Another variation from normal scientific research: “A community of enthusiasts, engineers, and scientists on several continents joined forces on the NASASpaceflight.com EM Drive forum to thoroughly examine the experiments and discuss theories of operation of the EM Drive.” In other words, a long discussion occurred between scientists on the NASA public forums, which helped to examine and discuss the results of NASA’s test.
This drive was originally “met with initial skepticism within the scientific community because this lack of propellant expulsion would leave nothing to balance the change in the spacecraft’s momentum if it were able to accelerate.”
And yet NASA decided to test it to make sure. This tickles me pink because NASA did not give in to the nay-sayers, those people in the ‘scientific community’ who insist that things cannot be done any differently than they’ve already tried.
I have high regard for ‘the scientific community’, but it does like to rest on old ideas at times. As a community, it’s very conservative in that it wants everything to follow the accepted scientific theories as though they were laws.
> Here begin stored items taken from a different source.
//! Message addresses in their binary (TL-B) form.

use std::str::FromStr;

use crate::cell::*;
use crate::error::{Error, ParseAddrError};
use crate::num::Uint9;
use crate::util::{unlikely, Bitstring};

/// Any message address.
///
/// ```text
/// addr_none$00 = MsgAddressExt;
/// addr_extern$01 len:(## 9) external_address:(bits len) = MsgAddressExt;
/// addr_std$10 ... = MsgAddressInt;
/// addr_var$11 ... = MsgAddressInt;
/// ```
#[derive(Debug, Default, Clone, Eq, PartialEq, Ord, PartialOrd)]
pub enum AnyAddr {
    /// Empty address.
    #[default]
    None,
    /// External address.
    Ext(ExtAddr),
    /// Standard internal address.
    Std(StdAddr),
    /// Variable-length internal address.
    Var(VarAddr),
}

impl AnyAddr {
    /// Returns the number of data bits that this struct occupies.
    pub const fn bit_len(&self) -> u16 {
        match self {
            Self::None => 2,
            Self::Ext(addr) => addr.bit_len(),
            Self::Std(addr) => addr.bit_len(),
            Self::Var(addr) => addr.bit_len(),
        }
    }

    /// Returns `true` if this is `addr_none`.
    #[inline]
    pub const fn is_none(&self) -> bool {
        matches!(self, Self::None)
    }
}

impl ExactSize for AnyAddr {
    #[inline]
    fn exact_size(&self) -> Size {
        Size {
            bits: self.bit_len(),
            refs: 0,
        }
    }
}

impl From<IntAddr> for AnyAddr {
    #[inline]
    fn from(value: IntAddr) -> Self {
        match value {
            IntAddr::Std(addr) => Self::Std(addr),
            IntAddr::Var(addr) => Self::Var(addr),
        }
    }
}

impl From<StdAddr> for AnyAddr {
    #[inline]
    fn from(value: StdAddr) -> Self {
        Self::Std(value)
    }
}

impl From<ExtAddr> for AnyAddr {
    #[inline]
    fn from(value: ExtAddr) -> Self {
        Self::Ext(value)
    }
}

impl std::fmt::Display for AnyAddr {
    fn fmt(&self, f: &mut std::fmt::Formatter<'_>) -> std::fmt::Result {
        match self {
            Self::None => Ok(()),
            Self::Ext(addr) => std::fmt::Display::fmt(addr, f),
            Self::Std(addr) => std::fmt::Display::fmt(addr, f),
            Self::Var(addr) => std::fmt::Display::fmt(addr, f),
        }
    }
}

impl Store for AnyAddr {
    fn store_into(&self, builder: &mut CellBuilder, context: &dyn CellContext) -> Result<(), Error> {
        match self {
            Self::None => builder.store_zeros(2),
            Self::Ext(addr) => addr.store_into(builder, context),
            Self::Std(addr) => addr.store_into(builder, context),
            Self::Var(addr) => addr.store_into(builder, context),
        }
    }
}

impl<'a> Load<'a> for AnyAddr {
    fn load_from(slice: &mut CellSlice<'a>) -> Result<Self, Error> {
        match ok!(slice.get_small_uint(0, 2)) {
            0b00 => {
                ok!(slice.skip_first(2, 0));
                Ok(Self::None)
            }
            0b01 => ExtAddr::load_from(slice).map(Self::Ext),
            _ => IntAddr::load_from(slice).map(Self::from),
        }
    }
}

/// Internal message address.
#[derive(Debug, Clone, Eq, PartialEq, Ord, PartialOrd)]
pub enum IntAddr {
    /// Standard internal address.
    Std(StdAddr),
    /// Variable-length internal address.
    Var(VarAddr),
}

impl Default for IntAddr {
    #[inline]
    fn default() -> Self {
        Self::Std(StdAddr::default())
    }
}

impl IntAddr {
    /// Returns the number of data bits that this struct occupies.
    pub const fn bit_len(&self) -> u16 {
        match self {
            Self::Std(addr) => addr.bit_len(),
            Self::Var(addr) => addr.bit_len(),
        }
    }

    /// Returns the workchain part of the address.
    pub const fn workchain(&self) -> i32 {
        match self {
            Self::Std(addr) => addr.workchain as i32,
            Self::Var(addr) => addr.workchain,
        }
    }
}

impl ExactSize for IntAddr {
    #[inline]
    fn exact_size(&self) -> Size {
        Size {
            bits: self.bit_len(),
            refs: 0,
        }
    }
}

impl FromStr for IntAddr {
    type Err = ParseAddrError;

    fn from_str(s: &str) -> Result<Self, Self::Err> {
        Ok(Self::Std(ok!(StdAddr::from_str(s))))
    }
}

impl std::fmt::Display for IntAddr {
    fn fmt(&self, f: &mut std::fmt::Formatter<'_>) -> std::fmt::Result {
        match self {
            IntAddr::Std(addr) => std::fmt::Display::fmt(addr, f),
            IntAddr::Var(addr) => std::fmt::Display::fmt(addr, f),
        }
    }
}

impl Store for IntAddr {
    fn store_into(&self, builder: &mut CellBuilder, context: &dyn CellContext) -> Result<(), Error> {
        match self {
            Self::Std(addr) => addr.store_into(builder, context),
            Self::Var(addr) => addr.store_into(builder, context),
        }
    }
}

impl<'a> Load<'a> for IntAddr {
    fn load_from(slice: &mut CellSlice<'a>) -> Result<Self, Error> {
        match ok!(slice.get_small_uint(0, 2)) {
            0b10 => StdAddr::load_from(slice).map(Self::Std),
            0b11 => VarAddr::load_from(slice).map(Self::Var),
            _ => Err(Error::InvalidTag),
        }
    }
}

/// Standard internal address.
///
/// ```text
/// addr_std$10 anycast:(Maybe Anycast)
///     workchain_id:int8 address:bits256 = MsgAddressInt;
/// ```
#[derive(Debug, Default, Clone, Eq, PartialEq, Ord, PartialOrd, Hash)]
pub struct StdAddr {
    /// Optional anycast info.
    pub anycast: Option<Box<Anycast>>,
    /// Workchain id (one-byte range).
    pub workchain: i8,
    /// Account id.
    pub address: HashBytes,
}

impl StdAddr {
    /// The number of data bits that address without anycast occupies.
    ///
    /// - 2 bits id (`0b10`)
    /// - 1 bit Maybe None
    /// - 8 bits workchain
    /// - 256 bits address
    pub const BITS_WITHOUT_ANYCAST: u16 = 2 + 1 + 8 + 256;

    /// The maximum number of bits that address with anycast occupies.
    pub const BITS_MAX: u16 = Self::BITS_WITHOUT_ANYCAST + Anycast::BITS_MAX;

    /// Constructs a new standard address without anycast info.
    #[inline]
    pub const fn new(workchain: i8, address: HashBytes) -> Self {
        Self {
            anycast: None,
            workchain,
            address,
        }
    }

    /// Returns the number of data bits that this struct occupies.
    pub const fn bit_len(&self) -> u16 {
        let mut bit_len = Self::BITS_WITHOUT_ANYCAST;
        if let Some(anycast) = &self.anycast {
            bit_len += anycast.bit_len();
        }
        bit_len
    }

    /// Returns `true` if this address is in the masterchain.
    #[inline]
    pub const fn is_masterchain(&self) -> bool {
        self.workchain == -1
    }
}

impl ExactSize for StdAddr {
    #[inline]
    fn exact_size(&self) -> Size {
        Size {
            bits: self.bit_len(),
            refs: 0,
        }
    }
}

impl std::fmt::Display for StdAddr {
    fn fmt(&self, f: &mut std::fmt::Formatter<'_>) -> std::fmt::Result {
        if let Some(anycast) = &self.anycast {
            ok!(f.write_fmt(format_args!("{anycast}:")))
        }

        f.write_fmt(format_args!("{}:{}", self.workchain, self.address))
    }
}

impl From<StdAddr> for IntAddr {
    #[inline]
    fn from(value: StdAddr) -> Self {
        Self::Std(value)
    }
}

impl FromStr for StdAddr {
    type Err = ParseAddrError;

    fn from_str(s: &str) -> Result<Self, Self::Err> {
        if s.is_empty() {
            return Err(ParseAddrError::Empty);
        }

        let mut result = Self::default();

        let mut parts = s.split(':');
        match parts.next() {
            Some(part) => match part.parse() {
                Ok(workchain) => result.workchain = workchain,
                Err(_) => return Err(ParseAddrError::InvalidWorkchain),
            },
            None => return Err(ParseAddrError::Empty),
        }

        match parts.next() {
            Some(part) => match hex::decode_to_slice(part, &mut result.address.0) {
                Ok(()) => {}
                Err(_) => return Err(ParseAddrError::InvalidAccountId),
            },
            None => return Err(ParseAddrError::InvalidAccountId),
        }

        if parts.next().is_none() {
            Ok(result)
        } else {
            Err(ParseAddrError::UnexpectedPart)
        }
    }
}

impl Store for StdAddr {
    fn store_into(&self, builder: &mut CellBuilder, context: &dyn CellContext) -> Result<(), Error> {
        if unlikely(!builder.has_capacity(self.bit_len(), 0)) {
            return Err(Error::CellOverflow);
        }
        ok!(builder.store_small_uint(0b10, 2));
        ok!(self.anycast.store_into(builder, context));
        ok!(builder.store_u8(self.workchain as u8));
        builder.store_u256(&self.address)
    }
}

impl<'a> Load<'a> for StdAddr {
    fn load_from(slice: &mut CellSlice<'a>) -> Result<Self, Error> {
        let prev = *slice;
        let result = (|| {
            if ok!(slice.load_small_uint(2)) != 0b10 {
                return Err(Error::InvalidTag);
            }

            Ok(Self {
                anycast: ok!(Option::<Box<Anycast>>::load_from(slice)),
                workchain: ok!(slice.load_u8()) as i8,
                address: ok!(slice.load_u256()),
            })
        })();

        if result.is_err() {
            *slice = prev;
        }
        result
    }
}

/// Variable-length internal address.
///
/// ```text
/// addr_var$11 anycast:(Maybe Anycast) addr_len:(## 9)
///     workchain_id:int32 address:(bits addr_len) = MsgAddressInt;
/// ```
#[derive(Debug, Clone, Eq, PartialEq, Ord, PartialOrd, Hash)]
pub struct VarAddr {
    /// Optional anycast info.
    pub anycast: Option<Box<Anycast>>,
    /// Address length in bits.
    pub address_len: Uint9,
    /// Workchain id (full range).
    pub workchain: i32,
    /// Variable-length address.
    pub address: Vec<u8>,
}

impl VarAddr {
    /// The maximum number of bits that address occupies.
    ///
    /// - 2 bits id (`0b11`)
    /// - 1 + `Anycast::BITS_MAX` maybe anycast
    /// - 9 bits `address_len`
    /// - 32 bits workchain
    /// - `address_len` bits of address
    pub const BITS_MAX: u16 =
        2 + 1 + Anycast::BITS_MAX + Uint9::BITS + 32 + Uint9::MAX.into_inner();

    /// Returns the number of data bits that this struct occupies.
    pub const fn bit_len(&self) -> u16 {
        let mut bit_len = 2 + 1 + Uint9::BITS + 32 + self.address_len.into_inner();
        if let Some(anycast) = &self.anycast {
            bit_len += anycast.bit_len();
        }
        bit_len
    }
}

impl ExactSize for VarAddr {
    #[inline]
    fn exact_size(&self) -> Size {
        Size {
            bits: self.bit_len(),
            refs: 0,
        }
    }
}

impl std::fmt::Display for VarAddr {
    fn fmt(&self, f: &mut std::fmt::Formatter<'_>) -> std::fmt::Result {
        if let Some(anycast) = &self.anycast {
            ok!(f.write_fmt(format_args!("{anycast}:")))
        }

        let address = Bitstring {
            bytes: &self.address,
            bit_len: self.address_len.into_inner(),
        };
        f.write_fmt(format_args!("{}:{address}", self.workchain))
    }
}

impl From<VarAddr> for IntAddr {
    #[inline]
    fn from(value: VarAddr) -> Self {
        Self::Var(value)
    }
}

impl Store for VarAddr {
    fn store_into(&self, builder: &mut CellBuilder, context: &dyn CellContext) -> Result<(), Error> {
        let address_len = self.address_len.into_inner();
        if unlikely(
            !self.address_len.is_valid() || (self.address.len() * 8) < address_len as usize,
        ) {
            return Err(Error::InvalidData);
        }
        if unlikely(!builder.has_capacity(self.bit_len(), 0)) {
            return Err(Error::CellOverflow);
        }
        ok!(builder.store_small_uint(0b11, 2));
        ok!(self.anycast.store_into(builder, context));
        ok!(self.address_len.store_into(builder, context));
        ok!(builder.store_u32(self.workchain as u32));
        builder.store_raw(&self.address, address_len)
    }
}

impl<'a> Load<'a> for VarAddr {
    fn load_from(slice: &mut CellSlice<'a>) -> Result<Self, Error> {
        let prev = *slice;
        let result = (|| {
            if ok!(slice.load_small_uint(2)) != 0b11 {
                return Err(Error::InvalidTag);
            }

            let anycast = ok!(Option::<Box<Anycast>>::load_from(slice));
            let address_len = ok!(Uint9::load_from(slice));
            let workchain = ok!(slice.load_u32()) as i32;

            let bits = address_len.into_inner();
            let mut address = vec![0; (bits as usize + 7) / 8];
            ok!(slice.load_raw(&mut address, bits));

            Ok(Self {
                anycast,
                address_len,
                workchain,
                address,
            })
        })();

        if result.is_err() {
            *slice = prev;
        }
        result
    }
}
Stephen Hawking, the brilliant physicist who has created, debunked, and formulated more scientific theories than any other current scientist, is still theorizing. Even though he’s proved some of his own theories wrong or misconceived, he works on more and more, building on successes and failures, to create more theories to be considered, debunked, or accepted.
And it’s people like Hawking and organizations like NASA that will someday take mankind to the stars and beyond. Because they’re not afraid to try things that ‘conventional wisdom’ says won’t work.
It’s so impressive, so mind-boggling, so… absolutely through-the-roof-past-the-moon-out-of-this-galaxy amazing, that scientists are now considering the possibility of sending technology to study the next star system.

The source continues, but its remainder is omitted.